(TASK DATA)

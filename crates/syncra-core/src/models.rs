//! Persisted and wire-level data models for the listener engine.
//!
//! All persisted types serialize with camelCase keys to match the document
//! store schema consumed by the rest of the platform: listener registrations
//! live in their own collection, and target documents carry a
//! `metadata.listeners.<listenerId>` processing record per listener.

use std::time::Duration;

use chrono::{DateTime, Utc};
use serde::{Deserialize, Serialize};
use serde_json::{Map, Value};
use uuid::Uuid;

use crate::error::{Error, Result};

/// Change kinds a listener can react to.
#[derive(Debug, Clone, Copy, PartialEq, Eq, Hash, Serialize, Deserialize)]
#[serde(rename_all = "lowercase")]
pub enum OperationType {
    Insert,
    Update,
    Replace,
    Delete,
}

/// Predicate restricting which change events qualify for a listener.
///
/// An empty filter matches every event. `updated_fields` qualifies an event
/// when any touched field path equals or sits under one of the listed
/// prefixes; `equals` matches dotted paths in the full document against
/// expected values.
#[derive(Debug, Clone, Default, PartialEq, Serialize, Deserialize)]
#[serde(rename_all = "camelCase")]
pub struct ChangeFilter {
    #[serde(default, skip_serializing_if = "Option::is_none")]
    pub updated_fields: Option<Vec<String>>,
    #[serde(default, skip_serializing_if = "Option::is_none")]
    pub equals: Option<Map<String, Value>>,
}

impl ChangeFilter {
    /// Whether this filter matches the given change event.
    pub fn matches(&self, event: &ChangeEvent) -> bool {
        if let Some(prefixes) = &self.updated_fields {
            // Inserts carry no update description; only updates can qualify
            // on touched fields.
            let touched = event.updated_fields.iter().any(|field| {
                prefixes
                    .iter()
                    .any(|p| field == p || field.starts_with(&format!("{p}.")))
            });
            if event.operation_type == OperationType::Update && !touched {
                return false;
            }
        }
        if let Some(expected) = &self.equals {
            let Some(doc) = &event.full_document else {
                return false;
            };
            for (path, want) in expected {
                if path_value(doc, path) != Some(want) {
                    return false;
                }
            }
        }
        true
    }
}

/// Ownership of a listener by a specific running instance.
#[derive(Debug, Clone, PartialEq, Serialize, Deserialize)]
#[serde(rename_all = "camelCase")]
pub struct Lease {
    /// Opaque instance identifier, generated at process start.
    pub owner_id: String,
    /// Refreshed on a fixed interval while owned.
    pub last_heartbeat: DateTime<Utc>,
}

impl Lease {
    /// A lease is live only while its heartbeat is younger than the
    /// staleness threshold; once stale any instance may reclaim it.
    pub fn is_stale(&self, now: DateTime<Utc>, threshold: Duration) -> bool {
        let age = now.signed_duration_since(self.last_heartbeat);
        age.num_milliseconds() > threshold.as_millis() as i64
    }

    /// Whether the lease is currently held by `owner_id`.
    pub fn is_held_by(&self, owner_id: &str) -> bool {
        self.owner_id == owner_id
    }
}

/// Open attribute bag on a listener: tenant scope, expected object type, and
/// listener-specific parameters forwarded to dispatched jobs.
#[derive(Debug, Clone, Default, PartialEq, Serialize, Deserialize)]
#[serde(rename_all = "camelCase")]
pub struct ListenerMetadata {
    /// Tenant/workspace this listener belongs to.
    pub workspace_id: String,
    /// Logical object type this listener expects; `None` means untyped.
    #[serde(default, skip_serializing_if = "Option::is_none")]
    pub object_type: Option<String>,
    /// Mapped object type aliases this listener also accepts.
    #[serde(default, skip_serializing_if = "Vec::is_empty")]
    pub mapped_object_types: Vec<String>,
    /// Wildcard flag: accept any object type.
    #[serde(default)]
    pub any_object_type: bool,
    /// Listener-specific parameters (rate limits, field lists) passed through
    /// to dispatched jobs.
    #[serde(flatten)]
    pub params: Map<String, Value>,
}

impl ListenerMetadata {
    /// Type applicability per the dispatch contract: the listener applies if
    /// the document's object type equals the configured one, appears in the
    /// mapped alias list, or the wildcard flag is set. A listener with no
    /// configured type accepts everything.
    pub fn accepts_object_type(&self, doc_type: Option<&str>) -> bool {
        if self.any_object_type {
            return true;
        }
        let Some(expected) = self.object_type.as_deref() else {
            return true;
        };
        match doc_type {
            Some(t) => t == expected || self.mapped_object_types.iter().any(|m| m == t),
            None => false,
        }
    }
}

/// Per-listener processing status on a target document.
#[derive(Debug, Clone, Copy, PartialEq, Eq, Serialize, Deserialize)]
#[serde(rename_all = "lowercase")]
pub enum RunStatus {
    Complete,
}
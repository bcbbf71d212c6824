//! Change-feed watchers, one per owned listener.
//!
//! A [`WatcherSet`] is the process-wide registry of active subscriptions:
//! an owned, mutex-guarded map constructed once and shared by `Arc`, never a
//! global. Each entry is a spawned task holding one change-feed subscription
//! and forwarding events to the processor pool over the engine's channel.
//!
//! Watcher state machine: starting -> active -> (error -> backoff ->
//! re-acquire -> starting) | closed. On a dropped feed the task releases its
//! lease first, so another instance can take over if this one fails to
//! re-acquire after the backoff.

use std::collections::HashMap;
use std::sync::atomic::{AtomicU64, Ordering};
use std::sync::{Arc, Mutex};

use tokio::sync::mpsc;
use tokio::time::sleep;
use tokio_util::sync::CancellationToken;
use tracing::{debug, info, warn};
use uuid::Uuid;

use syncra_core::Listener;

use crate::engine::{EngineContext, EngineEvent};
use crate::processor::ProcessRequest;

struct WatcherHandle {
    cancel: CancellationToken,
    generation: u64,
}

/// Registry of active change-feed subscriptions, keyed by listener id.
///
/// Only one active subscription exists per listener within a process;
/// starting a watcher for an id stops any previous one first. Registrations
/// carry a generation counter so a finishing task never removes the entry of
/// a watcher that replaced it.
#[derive(Default)]
pub struct WatcherSet {
    inner: Mutex<HashMap<Uuid, WatcherHandle>>,
    generations: AtomicU64,
}

impl WatcherSet {
    pub fn new() -> Self {
        Self::default()
    }

    /// Whether a watcher is registered for this listener.
    pub fn contains(&self, listener_id: Uuid) -> bool {
        self.inner
            .lock()
            .expect("watcher set lock poisoned")
            .contains_key(&listener_id)
    }

    /// Listener ids with an active watcher in this process.
    pub fn active_ids(&self) -> Vec<Uuid> {
        self.inner
            .lock()
            .expect("watcher set lock poisoned")
            .keys()
            .copied()
            .collect()
    }

    /// Stop the watcher for a listener: the task closes its subscription.
    /// The lease is left alone; callers decide whether to release it (a
    /// config-change restart keeps it, a delete or shutdown releases it).
    /// No-op if none is registered.
    pub fn stop(&self, listener_id: Uuid) {
        let handle = self
            .inner
            .lock()
            .expect("watcher set lock poisoned")
            .remove(&listener_id);
        if let Some(handle) = handle {
            debug!(%listener_id, "stopping watcher");
            handle.cancel.cancel();
        }
    }

    /// Stop every watcher.
    pub fn stop_all(&self) {
        let handles: Vec<(Uuid, WatcherHandle)> = self
            .inner
            .lock()
            .expect("watcher set lock poisoned")
            .drain()
            .collect();
        for (listener_id, handle) in handles {
            debug!(%listener_id, "stopping watcher");
            handle.cancel.cancel();
        }
    }

    fn remove_generation(&self, listener_id: Uuid, generation: u64) {
        let mut inner = self.inner.lock().expect("watcher set lock poisoned");
        if inner
            .get(&listener_id)
            .is_some_and(|h| h.generation == generation)
        {
            inner.remove(&listener_id);
        }
    }
}

/// Start watching a listener. Requires a live lease already held by this
/// instance, acquired immediately before calling.
pub(crate) fn start_watcher(
    ctx: &Arc<EngineContext>,
    set: &Arc<WatcherSet>,
    listener: Listener,
    tx: mpsc::Sender<ProcessRequest>,
) {
    let listener_id = listener.id;

    // Re-registering must close any existing subscription for this id before
    // opening a new one.
    set.stop(listener_id);

    let cancel = ctx.cancel.child_token();
    let generation = set.generations.fetch_add(1, Ordering::Relaxed);
    set.inner
        .lock()
        .expect("watcher set lock poisoned")
        .insert(
            listener_id,
            WatcherHandle {
                cancel: cancel.clone(),
                generation,
            },
        );

    let ctx = ctx.clone();
    let set = set.clone();
    tokio::spawn(async move {
        run_watcher(ctx, set, listener, tx, cancel, generation).await;
    });
}

async fn run_watcher(
    ctx: Arc<EngineContext>,
    set: Arc<WatcherSet>,
    listener: Listener,
    tx: mpsc::Sender<ProcessRequest>,
    cancel: CancellationToken,
    generation: u64,
) {
    let listener_id = listener.id;
    loop {
        let mut stream = match ctx
            .documents
            .watch(
                &listener.collection,
                &listener.operation_types,
                &listener.filter,
            )
            .await
        {
            Ok(stream) => stream,
            Err(e) => {
                warn!(%listener_id, collection = %listener.collection, error = %e, "subscription failed");
                ctx.locks.release(listener_id).await;
                set.remove_generation(listener_id, generation);
                return;
            }
        };

        info!(%listener_id, collection = %listener.collection, "watcher active");
        ctx.emit(EngineEvent::WatcherStarted { listener_id });

        let dropped = loop {
            tokio::select! {
                _ = cancel.cancelled() => {
                    stream.close();
                    debug!(%listener_id, "watcher closed");
                    ctx.emit(EngineEvent::WatcherStopped { listener_id });
                    return;
                }
                item = stream.recv() => match item {
                    Some(Ok(event)) => {
                        let request = ProcessRequest {
                            listener: listener.clone(),
                            event,
                        };
                        if tx.send(request).await.is_err() {
                            // Processor pool is gone; the engine is stopping
                            // and will release held leases itself.
                            return;
                        }
                    }
                    Some(Err(e)) => {
                        warn!(%listener_id, error = %e, "change feed dropped");
                        break true;
                    }
                    None => break true,
                }
            }
        };

        if dropped {
            // Release before backing off so another instance can take over
            // while this one waits.
            ctx.locks.release(listener_id).await;
            ctx.emit(EngineEvent::WatcherErrored { listener_id });

            tokio::select! {
                _ = cancel.cancelled() => {
                    set.remove_generation(listener_id, generation);
                    return;
                }
                _ = sleep(ctx.config.watch_backoff) => {}
            }

            if ctx.locks.acquire(listener_id).await {
                continue;
            }
            // Lost to another instance; the acquisition poller retries later.
            debug!(%listener_id, "could not re-acquire after feed drop");
            set.remove_generation(listener_id, generation);
            return;
        }
    }
}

(End TASK DATA)

TRY IT:
The word "info" may appear in several lines of the data; copy every line where it does.

RESULT FOR THIS EXERCISE:
use tracing::{debug, info, warn};
        info!(%listener_id, collection = %listener.collection, "watcher active");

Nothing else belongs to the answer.